REQUIREMENT:
For the data below, restate word for word only the lines from the line containing "announcer.announce_shutdown().await;" through the line containing "let ctrl_c = async", both ends included.

(Source data)
◆ ◆ ◆

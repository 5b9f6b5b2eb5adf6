//! SyncBoard server entry point

use anyhow::{Context, Result};
use tokio::signal;
use tracing_subscriber::EnvFilter;

use syncboard_server::{
    config::{Config, LogFormat},
    routes::create_router,
    AppState,
};

#[tokio::main]
async fn main() -> Result<()> {
    // Load .env if present
    dotenvy::dotenv().ok();

    let config = Config::from_env().context("failed to load configuration")?;
    init_tracing(config.log_format);

    tracing::info!(
        bind_address = %config.bind_address,
        move_jitter_max_ms = config.move_jitter_max_ms,
        heartbeat_interval_secs = config.heartbeat_interval_secs,
        "Starting SyncBoard server"
    );

    run(config).await
}

fn init_tracing(format: LogFormat) {
    let filter = EnvFilter::try_from_default_env().unwrap_or_else(|_| EnvFilter::new("info"));
    let builder = tracing_subscriber::fmt().with_env_filter(filter);
    match format {
        LogFormat::Json => builder.json().init(),
        LogFormat::Pretty => builder.init(),
    }
}

async fn run(config: Config) -> Result<()> {
    let state = AppState::new(config.clone());

    let stats_reporter = config
        .stats_interval()
        .map(|every| state.ws_state.spawn_stats_reporter(every));

    let listener = tokio::net::TcpListener::bind(config.bind_address)
        .await
        .with_context(|| format!("failed to bind {}", config.bind_address))?;
    tracing::info!("SyncBoard listening on {}", config.bind_address);

    let ws_state = state.ws_state.clone();
    let announcer = ws_state.clone();
    let router = create_router(state);
    axum::serve(listener, router)
        .with_graceful_shutdown(async move {
            shutdown_signal().await;
            announcer.announce_shutdown().await;
        })
        .await
        .context("server shutdown with error")?;

    if let Some(handle) = stats_reporter {
        handle.abort();
    }

    // Upgraded sockets outlive `serve`; wait for sessions to deregister
    let grace = config.shutdown_grace();
    tracing::info!(grace_seconds = grace.as_secs(), "Waiting for connections to close");
    if tokio::time::timeout(grace, ws_state.wait_until_drained()).await.is_err() {
        tracing::warn!(
            remaining = ws_state.connection_count().await,
            "Connections still open after grace period; forcing exit"
        );
        std::process::exit(1);
    }

    tracing::info!("Graceful shutdown complete");
    Ok(())
}

async fn shutdown_signal() {
    let ctrl_c = async {
        if let Err(e) = signal::ctrl_c().await {
            tracing::error!(error = ?e, "Failed to listen for ctrl-c");
        }
    };

    #[cfg(unix)]
    let terminate = async {
        match signal::unix::signal(signal::unix::SignalKind::terminate()) {
            Ok(mut sigterm) => {
                sigterm.recv().await;
            }
            Err(e) => {
                tracing::error!(error = ?e, "Failed to listen for SIGTERM");
                std::future::pending::<()>().await;
            }
        }
    };

    #[cfg(not(unix))]
    let terminate = std::future::pending::<()>();

    tokio::select! {
        _ = ctrl_c => {},
        _ = terminate => {},
    }

    tracing::info!("Shutdown signal received");
}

◆ ◆ ◆

EXPECTED ANSWER:
            announcer.announce_shutdown().await;
        })
        .await
        .context("server shutdown with error")?;

    if let Some(handle) = stats_reporter {
        handle.abort();
    }

    // Upgraded sockets outlive `serve`; wait for sessions to deregister
    let grace = config.shutdown_grace();
    tracing::info!(grace_seconds = grace.as_secs(), "Waiting for connections to close");
    if tokio::time::timeout(grace, ws_state.wait_until_drained()).await.is_err() {
        tracing::warn!(
            remaining = ws_state.connection_count().await,
            "Connections still open after grace period; forcing exit"
        );
        std::process::exit(1);
    }

    tracing::info!("Graceful shutdown complete");
    Ok(())
}

async fn shutdown_signal() {
    let ctrl_c = async {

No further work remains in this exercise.